He was seeking to correct her stroke. Both were much in earnest about it. It would seem that the whole of Ann's life hung upon that thing of better form in her golf. Finally she made a fair drive and turned to him jubilantly. He was commending enthusiastically and Ann quite pranced under his enthusiasm. Seeing Katie, she waved her hand and pointed off to her ball that Katie, too, might mark the triumph. Then they came along, laughing and chatting. When the ball was reached they were in about the spot where Katie had first seen Ann, thirty days before.

She knew how Ann felt. There was joy in the good stroke. In this other game she had been playing in the last thirty days—this more difficult and more alluring game—she had come to know anew the exhilaration of bunker cleared, the satisfaction of the long drive and the sure putt.

And Katie had played a good game. It was not strange she should have convinced others, for there were times when her game was so good as to convince even herself. Though it had ever been so with Kate. The things in the world of "Let's play like" had always been persuasive things. Curious she was to know how often or how completely Ann was able to forget they were playing a game.

She had come to think of Ann, not as a hard-and-fast, all-finished product, but as something fluid, certainly plastic. It was as if anything could be poured into Ann, making her. A dream could be woven round her, and Ann could grow into that dream. That was a new fancy to Kate; she had always thought of people more as made than as constantly in the making. It opened up long paths of wondering. To all sides those paths were opening in those days—it was that that made them such eventful days. Down this path strayed the fancy how much people were made by the things which surrounded them—the things expected of them. That path led to the vista that amazing responsibility might lie with the things surrounding—the things expected. It even made her wonder in what measure she would have been Katie Jones, differently surrounded, differently called upon. Her little trip down that path jostled both her approval of herself and her disapproval of others.

It was only once or twice that the real girl had stirred in the dream. For the most part she had remained in the shadow of Katie's fancyings. She was as an actor on the stage, inarticulate save as regards her part. Katie had grown so absorbed in that part that there were times of forgetting there was a real girl behind it. Often she believed in her friend Ann Forrest, the dear girl she had known in Florence, the poor child who had gone through so many hard things and was so different from the Zelda Frasers of the world. She rejoiced with Wayne and Captain Prescott in seeing dear Ann grow a little more plump, a little rosier, a little more smiling. She could understand perfectly, as she had made them understand, why Ann did not talk more of Italy and the things of her own life. Life had crowded in too hard upon her, that setting of the other days made other days live again too acutely. Ann was taking a vacation from her life, she had laughingly put it to Wayne.
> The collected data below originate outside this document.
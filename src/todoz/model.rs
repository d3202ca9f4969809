use chrono::{Local, NaiveDateTime};
use serde::{Deserialize, Serialize};
use std::fmt;
use std::str::FromStr;
use uuid::Uuid;

/// Format used whenever a creation timestamp is rendered as text (search, tables).
pub const TIMESTAMP_FORMAT: &str = "%Y-%m-%dT%H:%M:%S%.f";

/// A registered account.
///
/// The password is kept as plaintext and compared with exact string equality.
/// There is no hashing anywhere in this crate.
#[derive(Clone, PartialEq, Eq)]
pub struct User {
    pub id: Uuid,
    pub email: String,
    pub password: String,
}

impl User {
    pub fn new(email: String, password: String) -> Self {
        Self {
            id: Uuid::new_v4(),
            email,
            password,
        }
    }

    pub fn password_matches(&self, candidate: &str) -> bool {
        self.password == candidate
    }
}

// Keep passwords out of logs and panic messages.
impl fmt::Debug for User {
    fn fmt(&self, f: &mut fmt::Formatter<'_>) -> fmt::Result {
        f.debug_struct("User")
            .field("id", &self.id)
            .field("email", &self.email)
            .field("password", &"[REDACTED]")
            .finish()
    }
}

#[derive(Debug, Clone, Copy, PartialEq, Eq, Hash, Default, Serialize, Deserialize)]
#[serde(rename_all = "SCREAMING_SNAKE_CASE")]
pub enum TodoStatus {
    #[default]
    #[serde(alias = "active", alias = "Active")]
    Active,
    #[serde(alias = "completed", alias = "Completed")]
    Completed,
}

impl fmt::Display for TodoStatus {
    fn fmt(&self, f: &mut fmt::Formatter<'_>) -> fmt::Result {
        match self {
            TodoStatus::Active => write!(f, "ACTIVE"),
            TodoStatus::Completed => write!(f, "COMPLETED"),
        }
    }
}

impl FromStr for TodoStatus {
    type Err = String;

    fn from_str(s: &str) -> Result<Self, Self::Err> {
        match s.trim().to_ascii_lowercase().as_str() {
            "active" => Ok(TodoStatus::Active),
            "completed" => Ok(TodoStatus::Completed),
            other => Err(format!("Unknown todo status: {}", other)),
        }
    }
}

#[derive(Debug, Clone, PartialEq, Eq, Serialize, Deserialize)]
#[serde(rename_all = "camelCase")]
pub struct Todo {
    pub id: Uuid,
    pub title: String,
    pub details: Option<String>,
    pub status: TodoStatus,
    pub created_at: NaiveDateTime,
}

impl Todo {
    pub fn new(title: String, details: Option<String>) -> Self {
        Self {
            id: Uuid::new_v4(),
            title,
            details,
            status: TodoStatus::Active,
            created_at: Local::now().naive_local(),
        }
    }

    pub fn is_active(&self) -> bool {
        self.status == TodoStatus::Active
    }

    pub fn is_completed(&self) -> bool {
        self.status == TodoStatus::Completed
    }

    /// ISO-8601 local date-time, as matched by search.
    pub fn created_at_text(&self) -> String {
        self.created_at.format(TIMESTAMP_FORMAT).to_string()
    }

    /// Substring match over title, details and creation time. Title and
    /// details compare case-insensitively; the timestamp text is compared as
    /// rendered, so its `T` separator never matches. `needle` must already be
    /// lowercased.
    pub fn matches(&self, needle: &str) -> bool {
        self.title.to_lowercase().contains(needle)
            || self
                .details
                .as_deref()
                .is_some_and(|d| d.to_lowercase().contains(needle))
            || self.created_at_text().contains(needle)
    }
}

/// A partial update: `None` leaves the corresponding field untouched.
#[derive(Debug, Clone, Default, PartialEq, Eq)]
pub struct TodoPatch {
    pub title: Option<String>,
    pub details: Option<String>,
    pub status: Option<TodoStatus>,
}

impl TodoPatch {
    pub fn new() -> Self {
        Self::default()
    }

    pub fn title(mut self, title: impl Into<String>) -> Self {
        self.title = Some(title.into());
        self
    }

    pub fn details(mut self, details: impl Into<String>) -> Self {
        self.details = Some(details.into());
        self
    }

    pub fn status(mut self, status: TodoStatus) -> Self {
        self.status = Some(status);
        self
    }

    pub fn is_empty(&self) -> bool {
        self.title.is_none() && self.details.is_none() && self.status.is_none()
    }

    pub fn apply(&self, todo: &mut Todo) {
        if let Some(title) = &self.title {
            todo.title = title.clone();
        }
        if let Some(details) = &self.details {
            todo.details = Some(details.clone());
        }
        if let Some(status) = self.status {
            todo.status = status;
        }
    }
}
use crate::commands::CmdResult;
use crate::error::Result;
use crate::model::Todo;
use crate::store::DataStore;
use uuid::Uuid;

use super::helpers::find_user;

#[derive(Debug, Clone, Copy, PartialEq, Eq, Default)]
pub enum TodoFilter {
    #[default]
    All,
    Active,
    Completed,
}

impl TodoFilter {
    pub fn accepts(self, todo: &Todo) -> bool {
        match self {
            TodoFilter::All => true,
            TodoFilter::Active => todo.is_active(),
            TodoFilter::Completed => todo.is_completed(),
        }
    }
}

/// List a user's todos in stored order, keeping only those the filter accepts.
pub fn run<S: DataStore>(store: &S, user_id: &Uuid, filter: TodoFilter) -> Result<CmdResult> {
    find_user(store, user_id)?;
    let listed = store
        .list_todos(user_id)
        .into_iter()
        .filter(|t| filter.accepts(t))
        .collect();
    Ok(CmdResult::default().with_todos(listed))
}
That was why she played so much with Worth and the dogs and talked so little of grown-up things. Though one could never completely take a vacation from one's life; that was why Ann looked that way when she was sometimes sitting very still and did not know that any one was looking at her.

Persuasion was the easier as fabrication was but a fanciful dress for truth. Imagination did not have it all to do; it only followed where Ann called—blazing its own trail.

Yet there were times when the country of make-believe was swept down by a whirlwind, a whirlwind of realization which crashed through Katie's consciousness and knocked over the fancyings. Those whirlwinds would come all unannounced; when Ann seemed most Ann, playing with Worth, perhaps wearing one of the prettiest dresses and smilingly listening to something Wayne was telling her had happened over at the shops. And on the heels of the whirlwind knocking down the country of make-believe would come the girl from a vast unknown rushing wildly from—what? What had become of that girl? Would she hear from her again? It was almost as if the girl made by reality had indeed gone down under the waters that day, and the things the years had made her had abdicated in favor of the things Katie would make her. And yet did the things the years had made one ever really abdicate? Was it because the girl of the years was too worn for assertiveness that the girl of fancy could seem the all? Was it only that she slumbered—and sometimes stirred a little in her sleep?—And when she awoke?

Even to each other they did not speak of that other girl, as if fearing a word might wake her. Sometimes they heard her stir; as one day soon after Ann's coming Katie had said: "Ann, just what is it is the matter with your vocal chords?"

"Why I didn't know anything was," stammered Ann.

"But you seem unable to pronounce my name."